The bus started out in Columbus, Ohio, and will make its way to key primary and caucus states, talking to voters and experts and following candidates on the campaign trail.
“This is a historic election where there is no clear frontrunner,” said Steve Scully, political editor at C-SPAN. “The bus gives us a presence in some of these early states.”
The bus made its first stop in Iowa, where the network officially launched the tour with a live airing of “Road to the White House” on Jan. 21. The show included commentary from Des Moines Register political columnist Dave Yepsen and two former chairmen from the state’s Democratic and Republican parties. The experts discussed the role of the Iowa caucuses and viewers called in with their questions and commentary on the presidential race.
“Some say that we’re still far from elections, but in reality we’re now in the invisible primaries where candidates are honing their message and looking at how they’re going to position themselves,” Scully said. “This is a very important part of the process and historically, [C-SPAN] has done the best to showcase that.”

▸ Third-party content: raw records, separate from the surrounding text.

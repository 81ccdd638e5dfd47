//! Authentication route handlers
//!
//! Login and registration. Both answer with a `LoginResult` envelope; only
//! malformed input is reported as an HTTP error.

use crate::auth::{hash_password, verify_password};
use crate::error::{validation_error, ApiResult};
use crate::state::SharedState;
use axum::{extract::State, Json};
use serde::{Deserialize, Serialize};
use tracing::{info, warn};
use validator::Validate;

// ============================================
// Request/Response Types
// ============================================

#[derive(Debug, Deserialize, Validate)]
pub struct LoginRequest {
    #[validate(email(message = "Invalid email address"))]
    pub email: String,
    pub password: String,
}

#[derive(Debug, Deserialize, Validate)]
#[serde(rename_all = "camelCase")]
pub struct RegisterRequest {
    #[validate(email(message = "Invalid email address"))]
    pub email: String,
    #[validate(length(min = 1, message = "Password is required"))]
    pub password: String,
    #[serde(alias = "confirmpwd")]
    pub confirm_password: String,
}

#[derive(Debug, Serialize)]
#[serde(rename_all = "camelCase")]
pub struct LoginResult {
    pub success: bool,
    pub message: String,
    #[serde(skip_serializing_if = "Option::is_none")]
    pub email: Option<String>,
    #[serde(skip_serializing_if = "Option::is_none")]
    pub jwt_bearer: Option<String>,
}

impl LoginResult {
    fn rejected(message: &str) -> Self {
        Self {
            success: false,
            message: message.to_string(),
            email: None,
            jwt_bearer: None,
        }
    }

    fn accepted(message: &str, email: &str, token: String) -> Self {
        Self {
            success: true,
            message: message.to_string(),
            email: Some(email.to_string()),
            jwt_bearer: Some(token),
        }
    }
}

// ============================================
// Route Handlers
// ============================================

/// POST /api/auth/register
pub async fn register(
    State(state): State<SharedState>,
    Json(req): Json<RegisterRequest>,
) -> ApiResult<Json<LoginResult>> {
    req.validate().map_err(|e| validation_error(e.to_string()))?;

    if req.password != req.confirm_password {
        return Ok(Json(LoginResult::rejected(
            "Password and confirm password do not match.",
        )));
    }

    if state.users.find_by_email(&req.email).await?.is_some() {
        return Ok(Json(LoginResult::rejected("User already exists.")));
    }

    let password_hash = hash_password(&req.password)?;
    let Some(user) = state.users.create(&req.email, &password_hash).await? else {
        return Ok(Json(LoginResult::rejected("User already exists.")));
    };

    let token = state.tokens.create_token(&user.email)?;
    info!(user_id = user.id, "Registered portal user {}", user.email);

    Ok(Json(LoginResult::accepted("Registration successful.", &req.email, token)))
}

/// POST /api/auth/login
pub async fn login(
    State(state): State<SharedState>,
    Json(req): Json<LoginRequest>,
) -> ApiResult<Json<LoginResult>> {
    req.validate().map_err(|e| validation_error(e.to_string()))?;

    let user = match state.users.find_by_email(&req.email).await? {
        Some(user) if verify_password(&req.password, &user.password_hash)? => user,
        _ => {
            warn!("Failed login attempt for {}", req.email);
            return Ok(Json(LoginResult::rejected("User/password not found.")));
        }
    };

    let token = state.tokens.create_token(&user.email)?;
    info!(user_id = user.id, "User logged in: {}", user.email);

    Ok(Json(LoginResult::accepted("Login successful.", &req.email, token)))
}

The kickoff program was aired on the day exactly two years from the next presidential inauguration and less than a year from the critical Iowa caucuses.
Up until Inauguration Day, the bus will travel all over the country, making stops in other battleground states, from Illinois to South Carolina.

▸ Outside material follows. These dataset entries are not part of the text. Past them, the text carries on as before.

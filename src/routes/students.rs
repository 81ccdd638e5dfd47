//! Student roster route handlers
//!
//! Search envelopes are always returned with 200; a failed search is
//! reported inside the body.

use crate::error::{not_found_error, ApiResult};
use crate::roster::{
    DropdownData, FilterCriteria, IndividualSearchCriteria, OptionSet, SearchResult,
    StudentDetail, StudentRecord, ALL,
};
use crate::state::SharedState;
use axum::{
    extract::{Path, Query, State},
    Json,
};
use serde::Deserialize;
use std::collections::BTreeMap;
use tracing::{debug, info};

#[derive(Debug, Deserialize)]
#[serde(rename_all = "camelCase")]
pub struct ProgramQuery {
    pub program_type: String,
    #[serde(default = "all")]
    pub school: String,
    #[serde(default = "all")]
    pub grade: String,
}

fn all() -> String {
    ALL.to_string()
}

#[derive(Debug, Default, Deserialize)]
pub struct CascadingQuery {
    pub school: Option<String>,
    pub grade: Option<String>,
    pub teacher: Option<String>,
}

/// POST /api/students/search
pub async fn search(
    State(state): State<SharedState>,
    Json(criteria): Json<FilterCriteria>,
) -> Json<SearchResult<StudentRecord>> {
    info!(criteria = ?criteria, "Searching students");
    Json(state.roster.search(&criteria).await)
}

/// POST /api/students/count
pub async fn count(
    State(state): State<SharedState>,
    Json(criteria): Json<FilterCriteria>,
) -> Json<i64> {
    debug!(criteria = ?criteria, "Counting students");
    Json(state.roster.count(&criteria).await)
}

/// POST /api/students/search-individual
pub async fn search_individual(
    State(state): State<SharedState>,
    Json(criteria): Json<IndividualSearchCriteria>,
) -> Json<SearchResult<StudentRecord>> {
    info!(search_type = %criteria.search_type, "Searching individual student");
    Json(state.roster.search_individual(&criteria).await)
}

/// GET /api/students/{id}
pub async fn get_student(
    State(state): State<SharedState>,
    Path(row_id): Path<i64>,
) -> ApiResult<Json<StudentRecord>> {
    debug!("Getting student {}", row_id);

    state
        .roster
        .student(row_id)
        .await
        .map(Json)
        .ok_or_else(|| not_found_error(format!("Student with ID {} not found", row_id)))
}

/// GET /api/students/{id}/detail
pub async fn detail(
    State(state): State<SharedState>,
    Path(student_id): Path<i32>,
) -> ApiResult<Json<StudentDetail>> {
    debug!("Getting student detail for {}", student_id);

    state
        .roster
        .detail(student_id)
        .await
        .map(Json)
        .ok_or_else(|| not_found_error(format!("Student with ID {} not found", student_id)))
}

/// GET /api/students/search-by-program
pub async fn search_by_program(
    State(state): State<SharedState>,
    Query(query): Query<ProgramQuery>,
) -> Json<SearchResult<StudentRecord>> {
    info!(
        program_type = %query.program_type,
        school = %query.school,
        grade = %query.grade,
        "Searching students by program"
    );

    Json(
        state
            .roster
            .search_by_program(&query.program_type, &query.school, &query.grade)
            .await,
    )
}

/// GET /api/students/dropdown-data
pub async fn dropdown_data(State(state): State<SharedState>) -> ApiResult<Json<DropdownData>> {
    Ok(Json(state.resolver.dropdown_data().await?))
}

/// GET /api/students/cascading-dropdown/{level}
pub async fn cascading_dropdown(
    State(state): State<SharedState>,
    Path(level): Path<String>,
    Query(query): Query<CascadingQuery>,
) -> Json<OptionSet> {
    let options = state
        .resolver
        .cascading_options(
            &level,
            query.school.as_deref(),
            query.grade.as_deref(),
            query.teacher.as_deref(),
        )
        .await;

    if options.is_fallback() {
        debug!(level = %level, "Serving fallback option for cascading dropdown");
    }
    Json(options)
}

/// GET /api/students/diagnose-database
pub async fn diagnose_database(State(state): State<SharedState>) -> Json<BTreeMap<String, String>> {
    info!("Running database diagnostics");
    Json(state.roster.diagnose().await)
}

Aside from functioning as a studio for the network’s programs and for coverage of key political events, the campaign bus also will visit local schools.
“There’s a whole new generation who are into iPods and are tech savvy, and we want to make sure they will appreciate and become immersed in politics,” Scully said.

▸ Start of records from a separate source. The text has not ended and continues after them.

use futures::stream::Stream;
use futures::StreamExt;
use reqwest::{header, Client, StatusCode};
use serde::{Deserialize, Serialize};
use std::pin::Pin;
use std::time::Duration;
use tracing::{debug, warn};

use crate::config::LlmConfig;
use crate::models::chat::{ChatMessage, CompletionMessage, Role, TokenUsage};
use crate::services::conversation::StreamCommit;
use crate::services::credentials::Credentials;
use crate::utils::error::ApiError;

/// Probe sent by the test-connection endpoint.
pub const TEST_CONNECTION_PROBE: &str =
    "Test Connection, if success, return the words Connected only";

const DONE_SENTINEL: &str = "[DONE]";

/// Lazy sequence of streamed content fragments. Finite, not restartable,
/// consumable exactly once.
pub type DeltaStream = Pin<Box<dyn Stream<Item = Result<String, ApiError>> + Send>>;

#[derive(Debug, Serialize)]
pub struct CompletionRequest<'a> {
    pub model: &'a str,
    pub messages: &'a [ChatMessage],
    pub temperature: f32,
    pub top_p: f32,
    #[serde(skip_serializing_if = "Option::is_none")]
    pub stop: Option<&'a [String]>,
    pub stream: bool,
}

#[derive(Debug, Deserialize)]
struct CompletionResponse {
    choices: Vec<Choice>,
    #[serde(default)]
    usage: Option<TokenUsage>,
}

#[derive(Debug, Deserialize)]
struct Choice {
    message: ResponseMessage,
}

#[derive(Debug, Deserialize)]
struct ResponseMessage {
    content: String,
}

// Streaming frame payloads
#[derive(Debug, Deserialize)]
struct ChatCompletionChunk {
    choices: Vec<ChoiceChunk>,
}

#[derive(Debug, Deserialize)]
struct ChoiceChunk {
    delta: Delta,
}

#[derive(Debug, Deserialize)]
struct Delta {
    content: Option<String>,
}

/// One parsed server-sent-event line.
#[derive(Debug, PartialEq)]
enum StreamFrame {
    /// Non-empty content fragment.
    Delta(String),
    /// `[DONE]` sentinel; terminates the sequence.
    Done,
    /// Comment, empty delta, or unparseable frame. Never fatal.
    Skip,
}

/// Client for OpenAI-compatible `/v1/chat/completions` endpoints
/// (Groq, OpenRouter, and friends).
///
/// The underlying reqwest client carries only a connect timeout: the
/// configured request deadline applies to buffered calls, while streaming
/// calls are not deadline-bound once the first byte arrives.
#[derive(Clone)]
pub struct LlmService {
    client: Client,
    config: LlmConfig,
    referer: String,
}

impl LlmService {
    pub fn new(config: LlmConfig, referer: String) -> Self {
        Self {
            client: Client::builder()
                .connect_timeout(Duration::from_secs(10))
                .build()
                .expect("Failed to create HTTP client"),
            config,
            referer,
        }
    }

    fn request_payload<'a>(&'a self, messages: &'a [ChatMessage], model: &'a str, stream: bool) -> CompletionRequest<'a> {
        CompletionRequest {
            model,
            messages,
            temperature: self.config.temperature,
            top_p: self.config.top_p,
            stop: self.config.stop.as_deref(),
            stream,
        }
    }

    /// Buffered chat completion. One POST, one full JSON body back.
    pub async fn complete(
        &self,
        messages: &[ChatMessage],
        credentials: &Credentials,
    ) -> Result<CompletionMessage, ApiError> {
        debug!(
            "Chat completion: {} messages, model {}",
            messages.len(),
            credentials.model
        );

        let payload = self.request_payload(messages, &credentials.model, false);
        let response = self
            .client
            .post(credentials.completions_url())
            .bearer_auth(&credentials.api_key)
            .header("HTTP-Referer", &self.referer)
            .json(&payload)
            .timeout(Duration::from_secs(self.config.timeout_seconds))
            .send()
            .await
            .map_err(map_send_error)?;

        let status = response.status();
        let body = response
            .text()
            .await
            .map_err(|e| ApiError::Transport(format!("Failed to read upstream body: {}", e)))?;

        let value: serde_json::Value = match serde_json::from_str(&body) {
            Ok(value) => value,
            Err(_) if !status.is_success() => return Err(classify_status(status, &body)),
            Err(e) => {
                return Err(ApiError::MalformedResponse(format!(
                    "Upstream body is not valid JSON: {}",
                    e
                )))
            }
        };

        // Providers report failures both via HTTP status and via an `error`
        // object in an otherwise-200 body; the body form carries more detail.
        if let Some(error) = value.get("error") {
            return Err(classify_error_body(error, status));
        }
        if !status.is_success() {
            return Err(classify_status(status, &body));
        }

        let completion: CompletionResponse = serde_json::from_value(value).map_err(|e| {
            ApiError::MalformedResponse(format!("Unexpected completion shape: {}", e))
        })?;
        let choice = completion
            .choices
            .into_iter()
            .next()
            .ok_or_else(|| ApiError::MalformedResponse("No choices in upstream response".into()))?;

        if let Some(usage) = &completion.usage {
            debug!(
                "Token usage: prompt={} completion={} total={}",
                usage.prompt_tokens, usage.completion_tokens, usage.total_tokens
            );
        }

        Ok(CompletionMessage {
            role: Role::Assistant,
            content: choice.message.content,
            usage: completion.usage,
        })
    }

    /// Streaming chat completion. Yields content fragments as they arrive
    /// and feeds every fragment into `commit`, which appends the full
    /// accumulated text as one assistant turn when the stream ends, or on
    /// drop, so a caller disconnect still persists the partial reply.
    pub async fn complete_stream(
        &self,
        messages: &[ChatMessage],
        credentials: &Credentials,
        mut commit: StreamCommit,
    ) -> Result<DeltaStream, ApiError> {
        debug!(
            "Streaming chat completion: {} messages, model {}",
            messages.len(),
            credentials.model
        );

        let payload = self.request_payload(messages, &credentials.model, true);
        let response = self
            .client
            .post(credentials.completions_url())
            .bearer_auth(&credentials.api_key)
            .header("HTTP-Referer", &self.referer)
            .header(header::ACCEPT, "text/event-stream")
            .json(&payload)
            .send()
            .await
            .map_err(map_send_error)?;

        let status = response.status();
        if !status.is_success() {
            let body = response.text().await.unwrap_or_default();
            if let Ok(value) = serde_json::from_str::<serde_json::Value>(&body) {
                if let Some(error) = value.get("error") {
                    return Err(classify_error_body(error, status));
                }
            }
            return Err(classify_status(status, &body));
        }

        let mut bytes_stream = response.bytes_stream();

        // Frames can split across network chunks, so re-assemble lines
        // before parsing. Providers are not guaranteed to deliver [DONE];
        // stream end and sentinel both terminate, and the commit guard
        // persists whatever accumulated either way.
        let stream = async_stream::stream! {
            let mut line_buf = String::new();
            'read: while let Some(chunk) = bytes_stream.next().await {
                let chunk = match chunk {
                    Ok(bytes) => bytes,
                    Err(e) => {
                        warn!("Upstream stream read failed: {}", e);
                        yield Err(ApiError::Transport(format!(
                            "Upstream stream read failed: {}",
                            e
                        )));
                        break 'read;
                    }
                };
                line_buf.push_str(&String::from_utf8_lossy(&chunk));

                while let Some(pos) = line_buf.find('\n') {
                    let line: String = line_buf.drain(..=pos).collect();
                    match parse_frame(line.trim_end()) {
                        StreamFrame::Delta(content) => {
                            commit.push(&content);
                            yield Ok(content);
                        }
                        StreamFrame::Done => break 'read,
                        StreamFrame::Skip => {}
                    }
                }
            }
            commit.commit();
        };

        Ok(Box::pin(stream))
    }

    /// Minimal upstream round-trip used to validate credentials.
    pub async fn test_connection(&self, credentials: &Credentials) -> Result<String, ApiError> {
        let messages = vec![ChatMessage::user(TEST_CONNECTION_PROBE)];
        let reply = self.complete(&messages, credentials).await?;
        Ok(reply.content)
    }
}

/// Decode one SSE line. Unparseable frames are skipped, never fatal.
fn parse_frame(line: &str) -> StreamFrame {
    let Some(payload) = line.strip_prefix("data:") else {
        return StreamFrame::Skip;
    };
    let payload = payload.trim();

    if payload == DONE_SENTINEL {
        return StreamFrame::Done;
    }
    if payload.is_empty() {
        return StreamFrame::Skip;
    }

    match serde_json::from_str::<ChatCompletionChunk>(payload) {
        Ok(chunk) => chunk
            .choices
            .first()
            .and_then(|c| c.delta.content.clone())
            .filter(|content| !content.is_empty())
            .map(StreamFrame::Delta)
            .unwrap_or(StreamFrame::Skip),
        Err(e) => {
            debug!("Skipping unparseable stream frame: {}", e);
            StreamFrame::Skip
        }
    }
}

fn map_send_error(e: reqwest::Error) -> ApiError {
    if e.is_timeout() {
        ApiError::Timeout(format!("Upstream request timed out: {}", e))
    } else {
        ApiError::Transport(format!("Failed to call LLM API: {}", e))
    }
}

/// Classify a provider `error` object per its embedded code.
fn classify_error_body(error: &serde_json::Value, status: StatusCode) -> ApiError {
    let message = error
        .get("message")
        .and_then(|m| m.as_str())
        .unwrap_or("Unknown error")
        .to_string();
    let code = error
        .get("code")
        .and_then(|c| c.as_u64())
        .map(|c| c as u16)
        .or_else(|| (!status.is_success()).then(|| status.as_u16()));
    let metadata = error.get("metadata").cloned().unwrap_or(serde_json::Value::Null);

    classify(code, message, metadata)
}

/// Classify a bare non-2xx HTTP status with no parseable error body.
fn classify_status(status: StatusCode, body: &str) -> ApiError {
    let excerpt: String = body.chars().take(200).collect();
    classify(
        Some(status.as_u16()),
        format!("Upstream returned {}: {}", status, excerpt),
        serde_json::Value::Null,
    )
}

fn classify(code: Option<u16>, message: String, metadata: serde_json::Value) -> ApiError {
    match code {
        Some(401) | Some(403) => ApiError::Authentication(message),
        Some(503) => {
            let raw = metadata
                .get("raw")
                .and_then(|r| r.as_str())
                .map(str::to_string)
                .unwrap_or_else(|| message.clone());
            ApiError::upstream(format!("Model unavailable: {}", raw), Some(503), metadata)
        }
        Some(504) => ApiError::Timeout(message),
        _ => ApiError::upstream(message, code, metadata),
    }
}

#[cfg(test)]
mod tests {
    use super::*;
    use crate::services::conversation::ConversationStore;
    use serde_json::json;

    #[test]
    fn test_parse_frame_delta() {
        let line = r#"data: {"choices":[{"delta":{"content":"Hel"}}]}"#;
        assert_eq!(parse_frame(line), StreamFrame::Delta("Hel".to_string()));
    }

    #[test]
    fn test_parse_frame_done_sentinel() {
        assert_eq!(parse_frame("data: [DONE]"), StreamFrame::Done);
        assert_eq!(parse_frame("data:[DONE]"), StreamFrame::Done);
    }

    #[test]
    fn test_parse_frame_skips_malformed_and_empty() {
        assert_eq!(parse_frame("data: {not json"), StreamFrame::Skip);
        assert_eq!(parse_frame("data:"), StreamFrame::Skip);
        assert_eq!(parse_frame(": keep-alive comment"), StreamFrame::Skip);
        assert_eq!(parse_frame(""), StreamFrame::Skip);
        let empty_delta = r#"data: {"choices":[{"delta":{}}]}"#;
        assert_eq!(parse_frame(empty_delta), StreamFrame::Skip);
    }

    #[test]
    fn test_frames_accumulate_until_sentinel() {
        let input = vec![
            r#"data: {"choices":[{"delta":{"content":"Hel"}}]}"#,
            r#"data: {"choices":[{"delta":{"content":"lo"}}]}"#,
            "data: broken{",
            "data: [DONE]",
            r#"data: {"choices":[{"delta":{"content":"never"}}]}"#,
        ];

        let store = ConversationStore::new();
        let mut commit = StreamCommit::new(store.clone(), "s".to_string());
        let mut yielded = Vec::new();
        for line in input {
            match parse_frame(line) {
                StreamFrame::Delta(content) => {
                    commit.push(&content);
                    yielded.push(content);
                }
                StreamFrame::Done => break,
                StreamFrame::Skip => {}
            }
        }
        commit.commit();

        assert_eq!(yielded.join(""), "Hello");
        let messages = store.messages("s");
        assert_eq!(messages.len(), 1);
        assert_eq!(messages[0].content, "Hello");
    }

    #[test]
    fn test_classify_credential_codes() {
        assert!(matches!(
            classify(Some(401), "bad key".into(), json!(null)),
            ApiError::Authentication(_)
        ));
        assert!(matches!(
            classify(Some(403), "forbidden".into(), json!(null)),
            ApiError::Authentication(_)
        ));
    }

    #[test]
    fn test_classify_unavailable_carries_raw_detail() {
        let err = classify(
            Some(503),
            "overloaded".into(),
            json!({"raw": "model llama is cold-starting"}),
        );
        match err {
            ApiError::Upstream { detail, code, .. } => {
                assert_eq!(detail, "Model unavailable: model llama is cold-starting");
                assert_eq!(code, Some(503));
            }
            other => panic!("expected Upstream, got {:?}", other),
        }
    }

    #[test]
    fn test_classify_timeout_and_generic() {
        assert!(matches!(
            classify(Some(504), "deadline".into(), json!(null)),
            ApiError::Timeout(_)
        ));
        match classify(Some(429), "rate limited".into(), json!(null)) {
            ApiError::Upstream { code, .. } => assert_eq!(code, Some(429)),
            other => panic!("expected Upstream, got {:?}", other),
        }
    }

    #[test]
    fn test_classify_error_body_falls_back_to_status_code() {
        let error = json!({"message": "nope"});
        let err = classify_error_body(&error, StatusCode::UNAUTHORIZED);
        assert!(matches!(err, ApiError::Authentication(_)));
    }

    #[test]
    fn test_request_payload_shape() {
        let service = LlmService::new(LlmConfig::default(), "http://localhost".into());
        let messages = vec![ChatMessage::user("hi")];
        let payload = service.request_payload(&messages, "m1", true);
        let value = serde_json::to_value(&payload).unwrap();

        assert_eq!(value["model"], "m1");
        assert_eq!(value["stream"], true);
        assert_eq!(value["messages"][0]["role"], "user");
        assert!(value.get("stop").is_none());
    }
}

The bus transforms from a studio to a classroom where students can participate in tours of the interior and look at clips of important debates and speeches. Students also get to see firsthand how C-SPAN covers presidential elections.
“The bus shows C-SPAN’s overall commitment to campaign 2008,” Scully said. “It is used for programming, used to conduct interviews with political operatives, volunteers and voters and used as an educational tool to let people know how politics work.”
C-SPAN’s bus program began in 1993 with the network’s yellow School Bus that traveled around the country specifically for educational and community outreach. The 45-foot-long mobile production studio spends most of the year on the road and has visited about 1,500 students at hundreds of schools in the past 15 months. The School Bus also was periodically used to cover campaign-related events, but this year, the network transformed the vehicle into the Campaign 2008 bus.
“It’s really all about using the bus to promote political programming … how it can be a resource to the general public,” said Jennifer Moire, a media relations manager at C-SPAN.
The revamped bus sports a new wrap with election emblems. Inside, there is a new couch, flooring, plasma television set, robotic cameras and a high-tech control room and interview set for hosting live and taped studio productions.
“The beauty of the bus is that it can go just about anywhere in a minimal amount of time,” Scully said. “It becomes a studio and then it can be transformed to a place were students can go inside … In today’s day in age, you want to be fast, quick, mobile and nimble.”